On first look late last month, IT and communications minister David Cunliffe rubbished the deal, labelling it a "wolf in sheep's clothing" that would just reinforce Telecom's monopoly.
In his 48 minute speech to the TUANZ Telecommunications Day conference here in Wellington today, Cunliffe reinforced that view but revealed that Labour will announce an "ambitious plan" that will lay the groundwork for the national fibre network everyone agrees we all need.
What will that plan involve? Who knows, Cunliffe wasn't giving anything away. Perhaps we'll gain an insight in the budget on May 22, when any large-scale Government funding would be outlined. It is likely the Government is putting money aside for some sort of infrastructure build. It certainly won't be a rival to John Key's fibre plan:
"I profoundly disagree on a recently proposed mechanism for achieving that goal [of FTTH]" said Cunliffe.
"No one is willing to undertake widespread FTTH to the home investment in competition with Telecom's services," he said.
"Why would make Telecom invest billions of dollars to over build their existing infrastructure?"
National's plan, said Cunliffe has "all the street smarts of the 1990s all over again".
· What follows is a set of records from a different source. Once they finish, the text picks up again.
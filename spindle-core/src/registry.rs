//! The hook registry contract and the command table built from it.

use crate::{
    context::{EventContext, EventPayload},
    error::{BoxError, ConfigurationError, HookError},
    event::{EventType, Server},
    hook::HookEntry,
    scope::InvocationScope,
};
use std::{collections::HashMap, sync::Arc};

/// Maps command names and lifecycle events to hooks, and knows how to run
/// them.
///
/// Implementations are shared between the event loop and offload workers, so
/// they must be thread-safe. Permission checks, if any, belong in
/// [`launch_command`](Self::launch_command).
pub trait HookRegistry: Send + Sync + 'static {
    /// Every command hook, in registration order.
    fn command_hooks(&self) -> Vec<Arc<HookEntry>>;

    /// Lifecycle hooks for `kind`, in registration order.
    fn hooks_by_event(&self, kind: EventType) -> Vec<Arc<HookEntry>>;

    /// Called once per server when the worker becomes ready.
    fn add_server(&self, _server: &Server) {}

    /// Run a hook body against a prepared context.
    fn launch_command(&self, hook: &HookEntry, ctx: &mut EventContext) -> Result<(), BoxError> {
        hook.hook().call(ctx)
    }

    /// Build the command table.
    fn command_table(&self) -> Result<CommandTable, ConfigurationError> {
        CommandTable::from_entries(self.command_hooks())
    }

    /// Run every lifecycle hook for `kind`, one after the other.
    ///
    /// A failing hook is logged and recorded; the remaining hooks still run.
    fn launch_hooks_by_event(
        &self,
        kind: EventType,
        payload: &EventPayload,
        scope: &InvocationScope,
    ) -> RoundReport {
        let mut report = RoundReport::new(kind);
        for hook in self.hooks_by_event(kind) {
            report.ran += 1;
            if let Err(e) = scope.invoke(self, &hook, payload.clone()) {
                tracing::error!(hook = e.hook(), event = %kind, error = %e, "lifecycle hook failed");
                report.failures.push(e);
            }
        }
        report
    }
}

impl<R: HookRegistry> HookRegistry for Arc<R> {
    fn command_hooks(&self) -> Vec<Arc<HookEntry>> {
        (**self).command_hooks()
    }

    fn hooks_by_event(&self, kind: EventType) -> Vec<Arc<HookEntry>> {
        (**self).hooks_by_event(kind)
    }

    fn add_server(&self, server: &Server) {
        (**self).add_server(server)
    }

    fn launch_command(&self, hook: &HookEntry, ctx: &mut EventContext) -> Result<(), BoxError> {
        (**self).launch_command(hook, ctx)
    }
}

/// Outcome of one lifecycle round.
#[derive(Debug)]
pub struct RoundReport {
    /// The event type of the round.
    pub kind: EventType,
    /// Number of hooks that were run.
    pub ran: usize,
    /// Hooks that failed, in execution order.
    pub failures: Vec<HookError>,
}

impl RoundReport {
    /// An empty report for `kind`.
    pub fn new(kind: EventType) -> Self {
        Self {
            kind,
            ran: 0,
            failures: Vec::new(),
        }
    }

    /// Whether every hook succeeded.
    pub fn is_clean(&self) -> bool {
        self.failures.is_empty()
    }
}

/// Read-only mapping from command name to hook.
///
/// Built once at connect time and shared with offload workers.
#[derive(Debug, Clone, Default)]
pub struct CommandTable {
    commands: HashMap<String, Arc<HookEntry>>,
}

impl CommandTable {
    /// Build a table from command hooks, indexing every alias.
    pub fn from_entries<I>(entries: I) -> Result<Self, ConfigurationError>
    where
        I: IntoIterator<Item = Arc<HookEntry>>,
    {
        let mut commands = HashMap::new();
        for entry in entries {
            for name in entry.descriptor().command_names() {
                if commands.insert(name.clone(), Arc::clone(&entry)).is_some() {
                    return Err(ConfigurationError::DuplicateCommand(name.clone()));
                }
            }
        }
        Ok(Self { commands })
    }

    /// Look up a command.
    pub fn get(&self, name: &str) -> Option<&Arc<HookEntry>> {
        self.commands.get(name)
    }

    /// Check if a command is registered.
    pub fn contains(&self, name: &str) -> bool {
        self.commands.contains_key(name)
    }

    /// Command names, sorted.
    pub fn names(&self) -> Vec<String> {
        let mut names: Vec<String> = self.commands.keys().cloned().collect();
        names.sort();
        names
    }

    /// Get the number of command names.
    pub fn len(&self) -> usize {
        self.commands.len()
    }

    /// Check if the table is empty.
    pub fn is_empty(&self) -> bool {
        self.commands.is_empty()
    }
}
//! Command listing.

use spindle_core::{BoxError, EventContext, Hook, HookDescriptor};
use std::collections::BTreeMap;

/// Replies with the list of commands, or with one command's documentation.
///
/// The documentation is snapshotted when the registry is built.
pub struct HelpHook {
    docs: BTreeMap<String, Option<String>>,
}

impl HelpHook {
    /// Descriptor for a help command called `name`.
    pub fn descriptor(name: &str) -> HookDescriptor {
        HookDescriptor::command(name)
            .threaded(false)
            .doc(format!("List commands, or `{name} <command>` for details."))
    }

    /// Build the hook from the descriptors of every command it should know.
    pub fn from_descriptors<'a, I>(descriptors: I) -> Self
    where
        I: IntoIterator<Item = &'a HookDescriptor>,
    {
        let mut docs = BTreeMap::new();
        for desc in descriptors {
            for name in desc.command_names() {
                docs.insert(name.clone(), desc.documentation().map(str::to_string));
            }
        }
        Self { docs }
    }

    /// Text the hook replies with for `query`.
    pub fn render(&self, query: &str) -> String {
        let query = query.trim();
        if query.is_empty() {
            let names: Vec<&str> = self.docs.keys().map(String::as_str).collect();
            return format!("Commands: {}", names.join(", "));
        }
        match self.docs.get(query) {
            Some(Some(doc)) => format!("{query}: {doc}"),
            Some(None) => format!("{query}: no documentation"),
            None => format!("Unknown command `{query}`"),
        }
    }
}

impl Hook for HelpHook {
    fn call(&self, ctx: &mut EventContext) -> Result<(), BoxError> {
        let text = self.render(ctx.text());
        ctx.reply(&text)?;
        Ok(())
    }
}

#[cfg(test)]
mod tests {
    use super::*;

    fn help() -> HelpHook {
        let ping = HookDescriptor::command("ping").alias("p").doc("replies pong");
        let roll = HookDescriptor::command("roll");
        HelpHook::from_descriptors([&ping, &roll, &HelpHook::descriptor("help")])
    }

    #[test]
    fn test_lists_commands_sorted() {
        assert_eq!(help().render(""), "Commands: help, p, ping, roll");
    }

    #[test]
    fn test_single_command() {
        let help = help();
        assert_eq!(help.render(" p "), "p: replies pong");
        assert_eq!(help.render("roll"), "roll: no documentation");
        assert_eq!(help.render("nope"), "Unknown command `nope`");
    }
}
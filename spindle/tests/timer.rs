//! Lifecycle rounds on the paused clock.

use spindle::std::testing::Recorder;
use spindle::{EventType, HookDescriptor, PluginRegistry};
use std::time::Duration;
use tokio::time::timeout;

mod common;
use common::{connected, rounds};

fn timer(name: &str) -> HookDescriptor {
    HookDescriptor::event(name, EventType::Timer)
}

#[tokio::test(start_paused = true)]
async fn test_ready_hooks_run_before_first_tick() {
    let recorder = Recorder::new();
    let (mut worker, handle) = connected(
        PluginRegistry::builder()
            .register(timer("t1"), recorder.hook())
            .register(HookDescriptor::event("r1", EventType::Ready), recorder.hook())
            .register(timer("t2"), recorder.hook())
            .register(HookDescriptor::event("r2", EventType::Ready), recorder.hook()),
    )
    .await;

    handle.ready();
    let _ = timeout(Duration::from_millis(2500), worker.run()).await;

    assert_eq!(
        rounds(&recorder),
        vec![
            ("r1".to_string(), None),
            ("r2".to_string(), None),
            ("t1".to_string(), Some(1)),
            ("t2".to_string(), Some(1)),
            ("t1".to_string(), Some(2)),
            ("t2".to_string(), Some(2)),
        ]
    );
    assert_eq!(worker.ticks(), 2);
}

#[tokio::test(start_paused = true)]
async fn test_no_ticks_before_ready() {
    let recorder = Recorder::new();
    let (mut worker, handle) =
        connected(PluginRegistry::builder().register(timer("t1"), recorder.hook())).await;

    // A remote timer event does not stand in for the local schedule.
    handle.timer();
    let _ = timeout(Duration::from_secs(5), worker.run()).await;

    assert_eq!(recorder.count(), 0);
    assert_eq!(worker.ticks(), 0);
}

#[tokio::test(start_paused = true)]
async fn test_failing_timer_hook_does_not_skip_the_rest() {
    let recorder = Recorder::new();
    let (mut worker, handle) = connected(
        PluginRegistry::builder()
            .register(timer("t1"), recorder.failing("tick failed"))
            .register(timer("t2"), recorder.hook()),
    )
    .await;

    handle.ready();
    let _ = timeout(Duration::from_millis(3500), worker.run()).await;

    assert_eq!(recorder.names(), vec!["t1", "t2", "t1", "t2", "t1", "t2"]);
}

#[tokio::test(start_paused = true)]
async fn test_messages_between_ticks() {
    let recorder = Recorder::new();
    let (mut worker, handle) = connected(
        PluginRegistry::builder()
            .register(timer("t1"), recorder.hook())
            .register(HookDescriptor::command("now").threaded(false), recorder.hook()),
    )
    .await;

    handle.ready();
    let sender = handle.clone();
    let feed = async move {
        tokio::time::sleep(Duration::from_millis(1500)).await;
        sender.message("c1", ".now");
    };
    let (_, _) = tokio::join!(timeout(Duration::from_millis(2500), worker.run()), feed);

    assert_eq!(recorder.names(), vec!["t1", "now", "t1"]);
}
//! Command extraction from chat messages.

/// A command parsed from a message.
#[derive(Debug, Clone, PartialEq, Eq)]
pub struct ParsedCommand<'a> {
    /// The command name, without the prefix.
    pub name: &'a str,
    /// Everything after the name, trimmed. May be empty.
    pub text: &'a str,
}

/// Parse `content` as `<prefix><name> <text>`.
///
/// Returns `None` for empty content, content without the prefix, or a bare
/// prefix.
pub fn parse_command<'a>(prefix: &str, content: &'a str) -> Option<ParsedCommand<'a>> {
    let rest = content.strip_prefix(prefix)?;
    let (name, text) = match rest.split_once(char::is_whitespace) {
        Some((name, text)) => (name, text.trim()),
        None => (rest, ""),
    };
    if name.is_empty() {
        return None;
    }
    Some(ParsedCommand { name, text })
}
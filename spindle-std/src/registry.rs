//! Registration-ordered hook registry.
//!
//! Use [`PluginRegistryBuilder`] to register hooks, then call `.build()` to
//! validate them and produce an immutable, thread-safe [`PluginRegistry`].

use crate::hooks::HelpHook;
use spindle_core::{
    BoxError, CommandTable, ConfigurationError, EventContext, EventType, Hook, HookDescriptor,
    HookEntry, HookRegistry, Server,
};
use std::sync::{Arc, PoisonError, RwLock};

/// An immutable registry of command and lifecycle hooks.
///
/// Lifecycle hooks are kept in registration order; that order is the order
/// the worker runs them in.
pub struct PluginRegistry {
    commands: Vec<Arc<HookEntry>>,
    lifecycle: Vec<Arc<HookEntry>>,
    servers: RwLock<Vec<Server>>,
}

impl PluginRegistry {
    /// Start building a registry.
    pub fn builder() -> PluginRegistryBuilder {
        PluginRegistryBuilder::new()
    }

    /// Servers announced when the worker became ready.
    pub fn servers(&self) -> Vec<Server> {
        self.servers
            .read()
            .unwrap_or_else(PoisonError::into_inner)
            .clone()
    }

    /// Get the number of registered hooks.
    pub fn len(&self) -> usize {
        self.commands.len() + self.lifecycle.len()
    }

    /// Check if the registry is empty.
    pub fn is_empty(&self) -> bool {
        self.commands.is_empty() && self.lifecycle.is_empty()
    }
}

impl HookRegistry for PluginRegistry {
    fn command_hooks(&self) -> Vec<Arc<HookEntry>> {
        self.commands.clone()
    }

    fn hooks_by_event(&self, kind: EventType) -> Vec<Arc<HookEntry>> {
        self.lifecycle
            .iter()
            .filter(|e| e.descriptor().event_type() == Some(kind))
            .cloned()
            .collect()
    }

    fn add_server(&self, server: &Server) {
        let mut servers = self.servers.write().unwrap_or_else(PoisonError::into_inner);
        if servers.iter().any(|s| s.id == server.id) {
            tracing::debug!(server = %server.id, "server already known");
            return;
        }
        tracing::info!(server = %server.id, name = %server.name, "added server");
        servers.push(server.clone());
    }
}

/// Builder for constructing a [`PluginRegistry`].
///
/// # Example
/// ```ignore
/// let registry = PluginRegistry::builder()
///     .register(HookDescriptor::command("ping"), PingHook)
///     .register(HookDescriptor::event("warmup", EventType::Ready), warmup)
///     .with_help("help")
///     .build()?;
/// ```
pub struct PluginRegistryBuilder {
    entries: Vec<HookEntry>,
    help: Option<String>,
}

impl PluginRegistryBuilder {
    /// Create a new empty builder.
    pub fn new() -> Self {
        Self {
            entries: Vec::new(),
            help: None,
        }
    }

    /// Register a hook.
    pub fn register<H: Hook>(mut self, descriptor: HookDescriptor, hook: H) -> Self {
        self.register_mut(descriptor, hook);
        self
    }

    /// Register a hook (mutable version).
    pub fn register_mut<H: Hook>(&mut self, descriptor: HookDescriptor, hook: H) {
        self.entries.push(HookEntry::new(descriptor, hook));
    }

    /// Register a closure as a hook.
    pub fn register_fn<F>(self, descriptor: HookDescriptor, hook: F) -> Self
    where
        F: Fn(&mut EventContext) -> Result<(), BoxError> + Send + Sync + 'static,
    {
        self.register(descriptor, hook)
    }

    /// Add a help command under `name` that lists every registered command.
    pub fn with_help(mut self, name: impl Into<String>) -> Self {
        self.help = Some(name.into());
        self
    }

    /// Validate the hooks and build the registry.
    ///
    /// Fails if two hooks share a command name or a lifecycle hook is
    /// marked threaded.
    pub fn build(mut self) -> Result<PluginRegistry, ConfigurationError> {
        if let Some(name) = self.help.take() {
            let help = HelpHook::from_descriptors(
                self.entries
                    .iter()
                    .map(HookEntry::descriptor)
                    .chain(std::iter::once(&HelpHook::descriptor(&name))),
            );
            self.entries
                .push(HookEntry::new(HelpHook::descriptor(&name), help));
        }

        let mut commands = Vec::new();
        let mut lifecycle = Vec::new();
        for entry in self.entries {
            let entry = Arc::new(entry);
            if entry.descriptor().event_type().is_some() {
                if entry.descriptor().is_threaded() {
                    return Err(ConfigurationError::ThreadedLifecycleHook(
                        entry.name().to_string(),
                    ));
                }
                lifecycle.push(entry);
            } else {
                commands.push(entry);
            }
        }

        // Reject duplicate names up front instead of at connect time.
        CommandTable::from_entries(commands.iter().cloned())?;

        tracing::debug!(
            commands = commands.len(),
            lifecycle = lifecycle.len(),
            "built plugin registry"
        );
        Ok(PluginRegistry {
            commands,
            lifecycle,
            servers: RwLock::new(Vec::new()),
        })
    }

    /// Get the number of registered hooks.
    pub fn len(&self) -> usize {
        self.entries.len()
    }

    /// Check if the builder has no hooks.
    pub fn is_empty(&self) -> bool {
        self.entries.is_empty()
    }
}

impl Default for PluginRegistryBuilder {
    fn default() -> Self {
        Self::new()
    }
}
He gave the thumbs down to the New Zealand Institute's Fibre Co plan as well. Effectively, Cunliffe is saying it is unviable to build a fibre optic network on a national level even with the Government subsiding the cost of it. Therefore, a big-bang approach is fated to fail.
So again we're left with the question - how are we going to get the FTTH Cunliffe agrees we need? The minister spent the second half of his speech explaining how the policies and regulation that have been put in place, plus this as-yet unannounced package would put New Zealand on track for a fibre future.
But you could tell he'd lost a previously attentive audience that had heard it all before and was looking for a more visionary plan. National deputy-leader Bill English is scheduled to speak this afternoon. If he wants to upstage the minister, he won't have to try hard.